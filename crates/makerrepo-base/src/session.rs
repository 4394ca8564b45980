// Copyright 2025 The MakerRepo Developers
//
// Licensed under the Apache License, Version 2.0 (the "License");
// you may not use this file except in compliance with the License.
// You may obtain a copy of the License at
//
//     http://www.apache.org/licenses/LICENSE-2.0
//
// Unless required by applicable law or agreed to in writing, software
// distributed under the License is distributed on an "AS IS" BASIS,
// WITHOUT WARRANTIES OR CONDITIONS OF ANY KIND, either express or implied.
// See the License for the specific language governing permissions and
// limitations under the License.

//! User sessions.

use std::fmt;

use serde::{Deserialize, Serialize};
use serde_json::{Map, Value as JsonValue};

/// The role of a MakerRepo account.
///
/// Roles the client doesn't know about are kept verbatim in
/// [`Role::Other`] instead of failing deserialization.
#[derive(Clone, Debug, Default, PartialEq, Eq, Hash)]
pub enum Role {
    /// Administrator, can change roles and programs of other users.
    Admin,
    /// Makerspace staff, has access to the space dashboard.
    Staff,
    /// A regular member.
    #[default]
    RegularUser,
    /// A role string this version of the client doesn't know.
    Other(String),
}

impl Role {
    /// The wire representation of this role.
    pub fn as_str(&self) -> &str {
        match self {
            Role::Admin => "admin",
            Role::Staff => "staff",
            Role::RegularUser => "regular_user",
            Role::Other(s) => s,
        }
    }

    /// Whether this role gives access to the staff dashboard.
    pub fn is_staff_or_admin(&self) -> bool {
        matches!(self, Role::Admin | Role::Staff)
    }
}

impl From<&str> for Role {
    fn from(s: &str) -> Self {
        match s {
            "admin" => Role::Admin,
            "staff" => Role::Staff,
            "regular_user" => Role::RegularUser,
            other => Role::Other(other.to_owned()),
        }
    }
}

impl fmt::Display for Role {
    fn fmt(&self, f: &mut fmt::Formatter<'_>) -> fmt::Result {
        f.write_str(self.as_str())
    }
}

impl Serialize for Role {
    fn serialize<S: serde::Serializer>(&self, serializer: S) -> Result<S::Ok, S::Error> {
        serializer.serialize_str(self.as_str())
    }
}

impl<'de> Deserialize<'de> for Role {
    fn deserialize<D: serde::Deserializer<'de>>(deserializer: D) -> Result<Self, D::Error> {
        let s = String::deserialize(deserializer)?;
        Ok(Role::from(s.as_str()))
    }
}

/// An RFID card linked to an account.
#[derive(Clone, Debug, PartialEq, Eq, Serialize, Deserialize)]
pub struct LinkedRfid {
    /// The normalized card number.
    pub card_number: String,
}

/// The profile of a MakerRepo user, as returned by the login and whoami
/// endpoints.
#[derive(Clone, Debug, PartialEq, Serialize, Deserialize)]
pub struct UserProfile {
    /// The numeric id of the account.
    pub id: u64,
    /// The unique username.
    pub username: String,
    /// The display name.
    #[serde(default)]
    pub name: String,
    /// The e-mail address.
    #[serde(default)]
    pub email: String,
    /// The role of the account.
    #[serde(default)]
    pub role: Role,
    /// Faculty, as entered by the user.
    #[serde(default, skip_serializing_if = "Option::is_none")]
    pub faculty: Option<String>,
    /// Study program.
    #[serde(default, skip_serializing_if = "Option::is_none")]
    pub program: Option<String>,
    /// Year of study; the server sends either a number or a string.
    #[serde(default, skip_serializing_if = "Option::is_none")]
    pub year_of_study: Option<JsonValue>,
    /// The card linked to this account, if any.
    #[serde(default, skip_serializing_if = "Option::is_none")]
    pub rfid: Option<LinkedRfid>,
    /// Any other field the server sent, kept so that storing and reloading a
    /// profile doesn't lose data.
    #[serde(flatten)]
    pub extra: Map<String, JsonValue>,
}

impl UserProfile {
    /// Create a profile with only the mandatory fields set.
    pub fn new(id: u64, username: impl Into<String>) -> Self {
        Self {
            id,
            username: username.into(),
            name: String::new(),
            email: String::new(),
            role: Role::default(),
            faculty: None,
            program: None,
            year_of_study: None,
            rfid: None,
            extra: Map::new(),
        }
    }
}

/// A user session: the opaque bearer token and the profile of the account it
/// was issued for.
#[derive(Clone, PartialEq, Serialize, Deserialize)]
pub struct Session {
    /// The bearer token sent with every request.
    pub token: String,
    /// The user the token was issued for.
    pub user: UserProfile,
}

#[cfg(not(tarpaulin_include))]
impl fmt::Debug for Session {
    fn fmt(&self, f: &mut fmt::Formatter<'_>) -> fmt::Result {
        f.debug_struct("Session")
            .field("username", &self.user.username)
            .field("role", &self.user.role)
            .finish_non_exhaustive()
    }
}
◇ ◇ ◇ ◇ ◇
→ Problem requirements
Match on "extra" and report each line of the data above that has it.

→ Reply to the task
    pub extra: Map<String, JsonValue>,
            extra: Map::new(),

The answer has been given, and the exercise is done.